CONTINUED ELECTRICITY PRODUCTION BY BURNING REFINERY GAS

Ziel

To collect gases previously flared - off and use them to form a mixture with fuel gases from different production units in a cogeneration unit to generate electricity. This will conserve energy and minimise losses caused by power cuts.
Normal production began in Nov. 1984. From this date and up to Dec. 1985 systematic measurements were taken and evaluated.
The innovative features of the project were responsible for the appearance of two serious technical problems which resulted in the replacement of the rotor unit is Gas Turbine 2 and the replacement of the flame heads.
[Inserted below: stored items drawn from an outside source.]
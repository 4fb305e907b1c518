use assetflow::dag::DagEngine;
use assetflow::models::{TaskConfig, TaskKind};
use criterion::{black_box, criterion_group, criterion_main, BenchmarkId, Criterion};

fn group_task(name: String, depends_on: Vec<String>) -> TaskConfig {
    TaskConfig {
        name,
        kind: TaskKind::Group,
        depends_on,
        config: None,
        timeout: Some(300),
    }
}

/// Create a linear chain of tasks: task0 -> task1 -> task2 -> ...
/// This represents the worst case for topological sort (maximum depth)
fn create_linear_chain(count: usize) -> Vec<TaskConfig> {
    let mut tasks = Vec::with_capacity(count);

    for i in 0..count {
        let depends_on = if i == 0 {
            vec![]
        } else {
            vec![format!("task{}", i - 1)]
        };

        tasks.push(group_task(format!("task{}", i), depends_on));
    }

    tasks
}

/// Create a wide fan-in: 1 root -> N parallel tasks -> 1 aggregate task
fn create_wide_fan_in(width: usize) -> Vec<TaskConfig> {
    let mut tasks = vec![group_task("root".to_string(), vec![])];

    for i in 0..width {
        tasks.push(group_task(
            format!("branch{}", i),
            vec!["root".to_string()],
        ));
    }

    let branch_deps: Vec<String> = (0..width).map(|i| format!("branch{}", i)).collect();
    tasks.push(group_task("aggregate".to_string(), branch_deps));

    tasks
}

/// Benchmark DAG building and topological sort with various sizes
fn bench_dag_build_and_sort(c: &mut Criterion) {
    let mut group = c.benchmark_group("dag_build_and_sort");

    for size in [10, 50, 100, 250].iter() {
        group.bench_with_input(BenchmarkId::from_parameter(size), size, |b, &size| {
            let tasks = create_linear_chain(size);
            b.iter(|| {
                let dag = DagEngine::build(black_box(&tasks)).unwrap();
                let _sorted = dag.topological_sort().unwrap();
            });
        });
    }

    group.finish();
}

/// Benchmark cycle detection performance
fn bench_cycle_detection(c: &mut Criterion) {
    let mut group = c.benchmark_group("cycle_detection");

    for size in [10, 50, 100].iter() {
        group.bench_with_input(BenchmarkId::new("acyclic", size), size, |b, &size| {
            let tasks = create_linear_chain(size);
            b.iter(|| {
                let dag = DagEngine::build(black_box(&tasks)).unwrap();
                dag.validate_acyclic().unwrap();
            });
        });
    }

    group.finish();
}

/// Benchmark per-task execution order computation for different shapes
fn bench_execution_order(c: &mut Criterion) {
    let mut group = c.benchmark_group("execution_order");

    for size in [10, 50, 100].iter() {
        group.bench_with_input(BenchmarkId::new("linear", size), size, |b, &size| {
            let tasks = create_linear_chain(size);
            let dag = DagEngine::build(&tasks).unwrap();
            let last = format!("task{}", size - 1);
            b.iter(|| {
                let _order = dag.execution_order_for(black_box(&last)).unwrap();
            });
        });
    }

    for width in [10, 50, 100].iter() {
        group.bench_with_input(BenchmarkId::new("fan_in", width), width, |b, &width| {
            let tasks = create_wide_fan_in(width);
            let dag = DagEngine::build(&tasks).unwrap();
            b.iter(|| {
                let _order = dag.execution_order_for(black_box("aggregate")).unwrap();
            });
        });
    }

    group.finish();
}

criterion_group!(
    benches,
    bench_dag_build_and_sort,
    bench_cycle_detection,
    bench_execution_order
);
criterion_main!(benches);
The results and energy savings are shown in the following table : 84/85 INITIAL ESTIMATE
- Energy efficiency 75,64 % 75,91 %
- Usable energy efficiency 43,95 % 42,63 %
- Energy savings at Refinery
level MTOE/y 9139 8418
- Usable energy savings at the
Refinery level MTOE/y 36923 37931
- Usable energy savings at
National level MTOE/y 36668 37182 The project has been successful and has showed "impressive" results both in the field of energy savings and in economic returns.
Real investment costs were 40 % higher than initially estimated and have been mainly attributed to price increases and exchange rate differences.
Additional costs in the form of damage repairs were small, about 4,26 % of initial estimated cost.
Financial returns were satisfactory. Considering fuel oil and electricity prices and exchange rates of January - June 1986, the project's gross margin was equal to 7,7 million US$ and the payback period equal to approximately 2,3 years.
Increases in the capacity of the Fluid Catalytic Cracking (FCC) Unit contributed to a greater quantity of fuel gases being flared -off, and together with frequent power cuts in the Public Power Corporation (PPC) network caused large additional production costs to be incurred by the contractor. To conserve excess energy and minimise losses, the company decided to install a cogeneration plant to cover the greatest part of the refinery's electricity demand by using a mixture of the gases previously flared-off, as an energy source.
The main innovative feature of the project is in the concentration of the different gases, their pressure equalisation, regulation of their composition within certain limits to maintain a constant calorific value, and their resulting use as turbine fuel.
The gathered gases have a 35 deg. C temperature and 3. 5 Kg/cm2 pressure. Mean molecular weight is 20. 2 to 16. 3. They consist mainly of Propane and Butane in various proportions, ranging (by volume) from100 - 60% Propane and 40% Butane.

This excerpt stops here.